To put your mind at ease:

  • I only did 4 to 7 sets of bicep curls a day
  • Ranging from 8 to 12 reps the first few sets
  • Then up to 3 sets of additional "special sets" (which I'll get into)

Learn proper form. I would've mentioned this earlier but I notice inexperienced lifters (who haven't learned their "sweet spots") shun proper form. I was one of them. But the process is easy:

  1. Grab the weight
  2. Keep your elbows at your sides
  3. Raise the weight (while keeping your elbows by your sides)
  4. Reach the top (you should still be feeling a bit of tension)
  5. Lower the weight deliberately below your waistline (don't just let it fall)
  6. and repeat - I'm sure there are better tutorials you can google

Here are the 3 Training Methods To Fix Imbalanced Biceps

Earlier on I mentioned how I would perform "special sets" after my initial four sets. Well these "special sets" are key to balancing your biceps and making your weaker arm catch up.

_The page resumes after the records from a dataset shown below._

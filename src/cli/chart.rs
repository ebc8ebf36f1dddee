//! Text line chart of a projected series.
//!
//! Dates map linearly onto columns and prices onto rows, with the price axis
//! fitted to the data rather than anchored at zero. When several points land
//! in the same cell the later one wins, so the predicted line draws over the
//! tail of the history.

use crate::core::projection::{PointKind, ProjectedPoint};
use console::style;

const HISTORICAL_MARK: char = '*';
const PREDICTED_MARK: char = '·';
const MIN_WIDTH: usize = 10;
const MIN_HEIGHT: usize = 3;

pub struct ChartOptions {
    pub width: usize,
    pub height: usize,
}

impl Default for ChartOptions {
    fn default() -> Self {
        ChartOptions {
            width: 72,
            height: 16,
        }
    }
}

fn mark_for(kind: PointKind) -> char {
    match kind {
        PointKind::Historical => HISTORICAL_MARK,
        PointKind::Predicted => PREDICTED_MARK,
    }
}

fn styled_mark(mark: char) -> String {
    match mark {
        HISTORICAL_MARK => style(mark).cyan().to_string(),
        PREDICTED_MARK => style(mark).yellow().bold().to_string(),
        other => other.to_string(),
    }
}

/// Renders `points` as chart lines, top row first. Returns no lines for an
/// empty slice.
pub fn render_chart(points: &[ProjectedPoint], options: &ChartOptions) -> Vec<String> {
    let (Some(first), Some(last)) = (
        points.iter().map(|p| p.date).min(),
        points.iter().map(|p| p.date).max(),
    ) else {
        return Vec::new();
    };

    let width = options.width.max(MIN_WIDTH);
    let height = options.height.max(MIN_HEIGHT);
    let (low, high) = points.iter().fold((f64::INFINITY, f64::NEG_INFINITY), |(lo, hi), p| {
        (lo.min(p.price), hi.max(p.price))
    });
    let span_days = (last - first).num_days().max(1) as f64;
    let span_price = high - low;

    let mut grid = vec![vec![' '; width]; height];
    for point in points {
        let x = (point.date - first).num_days() as f64 / span_days;
        let column = (x * (width - 1) as f64).round() as usize;
        let row = if span_price > 0.0 {
            ((high - point.price) / span_price * (height - 1) as f64).round() as usize
        } else {
            height / 2
        };
        grid[row.min(height - 1)][column.min(width - 1)] = mark_for(point.kind);
    }

    let high_label = format!("{high:.2}");
    let low_label = format!("{low:.2}");
    let label_width = high_label.len().max(low_label.len());

    let mut lines: Vec<String> = grid
        .iter()
        .enumerate()
        .map(|(row, cells)| {
            let label = match row {
                0 => high_label.as_str(),
                r if r == height - 1 => low_label.as_str(),
                _ => "",
            };
            let body: String = cells.iter().map(|c| styled_mark(*c)).collect();
            format!("{label:>label_width$} │{body}")
        })
        .collect();

    lines.push(format!("{:>label_width$} └{}", "", "─".repeat(width)));
    let first_label = first.to_string();
    let last_label = last.to_string();
    let gap = (width + 1).saturating_sub(first_label.len() + last_label.len());
    lines.push(format!(
        "{:>label_width$}  {first_label}{}{last_label}",
        "",
        " ".repeat(gap.saturating_sub(1))
    ));
    lines.push(format!(
        "{:>label_width$}  {} Historical   {} Predicted",
        "",
        styled_mark(HISTORICAL_MARK),
        styled_mark(PREDICTED_MARK)
    ));
    lines
}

But first I'll show you how to perform your first three or four sets:

Starter Sets

First, you pick a working weight. That working weight will not change for these initial sets. You will perform three to four sets of at least 8 reps to at max 12 reps. Here's an example:

70lbsx12, 70lbsx12, 70lbsx12, 70lbsx8.

That last set failed, and unless you reach at least 11 reps for the last set, you will continue to use the same weight for your next workout. Note: you will only have one minute resting periods between each set.

Now here's the juicy stuff. After your Starter Sets, you will perform two to four of the following "Special Sets". Which are:

"Singles" Sets

This is where you lift as much weight as you can with "good enough" form for a single rep.

Example: 90x1, 100x1, 110xfail. Failure is good. Go as heavy as you can.

"21s" Sets

This is where you drop the weight to about 60% of what you normally do. 

Then you would perform the "top half" of a bicep curl for 7 reps, immediately followed by 7 reps of the "bottom half" of the curls. And finally 7 reps of the entire curl with proper form.

Do at least two sets of these or more and your arms should feel dead.

"HIT" Sets

If you were to remember only one of these methods, this should be the one.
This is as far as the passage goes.